The Eight Commitments of a Message Bearer Team

By Ryan Shaw

Over the next series of articles, we want to explore the six distinctive roles of the Great Commission. Every believer has been redeemed to participate with Jesus in the fulfillment of His global purpose.

The six roles we will consider are the calling of (1) global intercessors, (2) senders/ givers, (3) mobilizers, (4) advocates, (5) welcomers and (6) message bearers and their teams.

Today, we want to focus attention on the calling of Message Bearer Teams.
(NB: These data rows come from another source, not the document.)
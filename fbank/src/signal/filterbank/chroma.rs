//! Chroma filter bank: spectrum bins folded onto pitch classes.
//!
//! Weights follow librosa's `filters.chroma`: each bin gets a Gaussian bump
//! around its fractional pitch class, columns are normalized across
//! classes, and an optional Gaussian window over octaves de-emphasizes very
//! low and very high bins.

use ndarray::{Array2, Axis};

use super::{validate_grid, FilterBank};
use crate::kernel::{ConfigError, ExecInvariantViolation, KernelLifecycle};
use crate::signal::scale::hz_to_octave;
use crate::signal::traits::FilterBankDesign;

/// Normalization applied to each bin's weights across pitch classes.
#[derive(Debug, Clone, Copy, PartialEq, Eq, Default)]
pub enum ChromaNorm {
    /// Leave weights as computed.
    None,
    /// Unit sum of absolute values.
    L1,
    /// Unit Euclidean norm.
    #[default]
    L2,
}

/// Constructor config for [`ChromaKernel`].
#[derive(Debug, Clone, Copy, PartialEq)]
pub struct ChromaConfig {
    /// Transform length; rows have `fft_size / 2 + 1` bins.
    pub fft_size: usize,
    /// Sampling rate in Hz.
    pub sample_rate: f64,
    /// Number of pitch classes per octave. Default 12.
    pub chroma_count: usize,
    /// Detuning from A440 in fractions of a class. Default 0.
    pub tuning: f64,
    /// Center of the octave window. Default 5.
    pub center_octave: f64,
    /// Width of the octave window in octaves; `None` disables it. Default 2.
    pub octave_width: Option<f64>,
    /// Per-bin normalization. Default L2.
    pub norm: ChromaNorm,
    /// Rotate the classes so the first one is C instead of A. Default true.
    pub base_c: bool,
}

impl ChromaConfig {
    /// Defaults for the given grid.
    pub fn new(fft_size: usize, sample_rate: f64) -> Self {
        Self {
            fft_size,
            sample_rate,
            chroma_count: 12,
            tuning: 0.0,
            center_octave: 5.0,
            octave_width: Some(2.0),
            norm: ChromaNorm::L2,
            base_c: true,
        }
    }
}

/// Chroma bank kernel.
#[derive(Debug, Clone, Copy, PartialEq)]
pub struct ChromaKernel {
    config: ChromaConfig,
}

impl KernelLifecycle for ChromaKernel {
    type Config = ChromaConfig;

    fn try_new(config: Self::Config) -> Result<Self, ConfigError> {
        validate_grid(config.fft_size, config.sample_rate)?;
        if config.chroma_count == 0 {
            return Err(ConfigError::InvalidArgument {
                arg: "chroma_count",
                reason: "chroma_count must be > 0",
            });
        }
        if !config.tuning.is_finite() || !config.center_octave.is_finite() {
            return Err(ConfigError::InvalidArgument {
                arg: "tuning",
                reason: "tuning and center_octave must be finite",
            });
        }
        if config.octave_width.is_some_and(|w| !w.is_finite() || w < 0.0) {
            return Err(ConfigError::InvalidArgument {
                arg: "octave_width",
                reason: "octave_width must be finite and >= 0",
            });
        }
        Ok(Self { config })
    }
}

impl ChromaKernel {
    /// Fractional pitch class of every bin of the full spectrum.
    fn bin_pitch(&self) -> Vec<f64> {
        let c = &self.config;
        let n = c.chroma_count as f64;
        let mut bins: Vec<f64> = (0..c.fft_size)
            .map(|k| {
                let hz = k as f64 * c.sample_rate / c.fft_size as f64;
                n * hz_to_octave(hz, c.tuning, c.chroma_count)
            })
            .collect();
        // 0 Hz has no pitch; put it 1.5 octaves below the first bin.
        bins[0] = bins[1] - 1.5 * n;
        bins
    }
}

impl FilterBankDesign for ChromaKernel {
    fn run_alloc(&self) -> Result<FilterBank, ExecInvariantViolation> {
        let c = &self.config;
        let classes = c.chroma_count;
        let n = classes as f64;
        let pitch = self.bin_pitch();
        let mut widths: Vec<f64> = pitch.windows(2).map(|w| (w[1] - w[0]).max(1.0)).collect();
        widths.push(1.0);

        let half = (n / 2.0).round_ties_even();
        let mut weights = Array2::from_shape_fn((classes, c.fft_size), |(class, k)| {
            let d = (pitch[k] - class as f64 + half + 10.0 * n).rem_euclid(n) - half;
            (-0.5 * (2.0 * d / widths[k]).powi(2)).exp()
        });

        for mut column in weights.axis_iter_mut(Axis(1)) {
            let norm = match c.norm {
                ChromaNorm::None => 1.0,
                ChromaNorm::L1 => column.iter().map(|w| w.abs()).sum::<f64>(),
                ChromaNorm::L2 => column.iter().map(|w| w * w).sum::<f64>().sqrt(),
            };
            if norm > f64::MIN_POSITIVE {
                column /= norm;
            }
        }

        if let Some(width) = c.octave_width {
            for (k, mut column) in weights.axis_iter_mut(Axis(1)).enumerate() {
                // A zero width keeps only bins exactly at the center octave.
                let z = (pitch[k] / n - c.center_octave) / width;
                let window = if z.is_nan() { 1.0 } else { (-0.5 * z * z).exp() };
                column *= window;
            }
        }

        let rows: Vec<usize> = if c.base_c {
            let shift = 3 * (classes / 12);
            (0..classes).map(|i| (i + shift) % classes).collect()
        } else {
            (0..classes).collect()
        };
        let bins = c.fft_size / 2 + 1;
        let rolled = Array2::from_shape_fn((classes, bins), |(i, k)| weights[[rows[i], k]]);
        Ok(FilterBank::from_weights(rolled, c.fft_size, c.sample_rate)?)
    }
}

#[cfg(test)]
mod tests {
    use super::*;
    use crate::signal::scale::midi_to_hz;
    use approx::assert_abs_diff_eq;

    fn bank(config: ChromaConfig) -> FilterBank {
        ChromaKernel::try_new(config)
            .expect("chroma kernel should initialize")
            .run_alloc()
            .expect("chroma bank")
    }

    #[test]
    fn columns_have_unit_norm_without_octave_window() {
        let config = ChromaConfig {
            octave_width: None,
            ..ChromaConfig::new(2048, 22050.0)
        };
        let w = bank(config);
        assert_eq!(w.weights().dim(), (12, 1025));
        for k in 1..1025 {
            let norm = w.weights().column(k).iter().map(|v| v * v).sum::<f64>().sqrt();
            assert_abs_diff_eq!(norm, 1.0, epsilon = 1e-12);
        }

        let l1 = bank(ChromaConfig {
            norm: ChromaNorm::L1,
            ..config
        });
        let sum = l1.weights().column(100).sum();
        assert_abs_diff_eq!(sum, 1.0, epsilon = 1e-12);
    }

    #[test]
    fn note_bins_light_up_their_pitch_class() {
        let fft_size = 16384;
        let sr = 22050.0;
        let w = bank(ChromaConfig::new(fft_size, sr));
        // C5, E5 and A4: classes 0, 4 and 9 with base C.
        for (note, class) in [(72.0, 0), (76.0, 4), (69.0, 9)] {
            let k = (midi_to_hz(note) / sr * fft_size as f64).round() as usize;
            let column = w.weights().column(k);
            let best = (0..12)
                .max_by(|&a, &b| column[a].total_cmp(&column[b]))
                .expect("twelve classes");
            assert_eq!(best, class);
        }
    }

    #[test]
    fn base_a_rolls_back_three_classes() {
        let c = bank(ChromaConfig::new(4096, 22050.0));
        let a = bank(ChromaConfig {
            base_c: false,
            ..ChromaConfig::new(4096, 22050.0)
        });
        for i in 0..12 {
            assert_eq!(c.weights().row(i), a.weights().row((i + 3) % 12));
        }
    }

    #[test]
    fn invalid_configs_fail_fast() {
        assert!(ChromaKernel::try_new(ChromaConfig {
            chroma_count: 0,
            ..ChromaConfig::new(2048, 22050.0)
        })
        .is_err());
        assert!(ChromaKernel::try_new(ChromaConfig {
            octave_width: Some(-1.0),
            ..ChromaConfig::new(2048, 22050.0)
        })
        .is_err());
        assert!(ChromaKernel::try_new(ChromaConfig::new(1, 22050.0)).is_err());
    }
}
//! Polynomial linear algebra: companion matrices and root finding.

mod companion;
mod roots;

pub use companion::*;
pub use roots::*;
There is a great need globally of committed, perseverant, wholehearted message bearer teams proclaiming and demonstrating the Gospel of the Kingdom among the roughly 2.5 billion unreached people.

Yet the body of Christ globally is largely asleep to this great need. The Church’s spiritual eyes and ears are failing to see and hear the glorious threads of God’s global mission as the central purpose of the Bible.

Our pastors, teachers, and evangelists often neglect to reveal the centrality of global mission in Scripture while ignoring the purpose of God to train and equip believers to rightly align and participate.

In spite of these challenges, God’s global purpose presses on. Believers from many traditionally receiving missionary national backgrounds are seeing God’s mission purpose in Scripture, identifying the Spirit’s plan for them as a message bearer, receiving the spiritual and practical training needed and being sent out through indigenous organizations and ministries within their nations.

Let’s consider key pieces of the calling of Message Bearer Teams. These concepts help those going out to do so in the most effective way, serving Jesus faithfully while producing great fruit for the Kingdom of God.

An effective Message Bearer Team is committed to the following eight focal points:

1) Committed to an unreached/ unengaged people group and a particular subgroup.
Message Bearer Teams are going to places where few known believers and churches are. God has provided guidance and leading to a particular unreached group and then a subset of people within that overarching people group. This subset could be street kids, professionals, university students, factory workers, prostitutes.

2) Committed to staying long-term (minimum of 3-5 years).
Seeing the gospel take root among unreached people groups takes time. It requires the spiritual work of Jeremiah 1:10, “to root out, pull down, to destroy and throw down, to build and to plant.” We must be willing to stick with it in challenging times.

3) Committed to the long-term outcome of Church Planting Movements (CPM’s).
Scripture advocates the purpose of the Great Commission is gathering the full number of Gentiles (believers from all non-Jewish ethnic backgrounds) & believing Jews into the Kingdom of God. It also clarifies the primary mechanism for this gathering is reproducing thriving, spiritually vital and Great Commission oriented churches everywhere.

4) Committed initially to a strategic hub city to learn language and culture, planting initial house churches, then seeing these reproduced in areas around that city. Being led by God to strategic cities allows a Team to develop their initial CPM strategy. Then as the initiative takes root it can easily spread to outer cities and areas surrounding that strategic city.

5) Committed to identifying and utilizing strategic platforms serving society to gain credibility and build relationships. A Message Bearer Team will struggle without a relevant platform seen by the locals as bringing benefit to them. This is a key way to meet “persons of peace” and build relationships becoming a starting point of a Church Planting Movement.

6) Committed to contextualize (make the message relevant to the culture by using appropriate bridges) the Gospel. A failure to do this is often the biggest difference in seeing great fruit among the unreached. As much as possible we want to separate our culture from the Gospel. Instead, we get “into their shoes,” making the Gospel indigenous to their culture worldview.

7) Committed to communicate the whole message of the Gospel of the Kingdom, producing strong and faithful disciples, and not only a pet portion of it. See previous Abandoned Times articles on “The Gospel of the Kingdom” for details of the five categories included.

8) Committed to financial sustainability through gifts, abilities, businesses, professions and (depending on their home country’s economic situation) traditional support. Too many Message Bearer Teams are held back because of lack of financial support from churches, individuals, etc. We need to return to the Scriptural outlook of missions and money, recalling that Paul was never funded by any home church. He worked as a tentmaker while others on his ministry team had other financially sustaining trades. This is a Biblical way forward.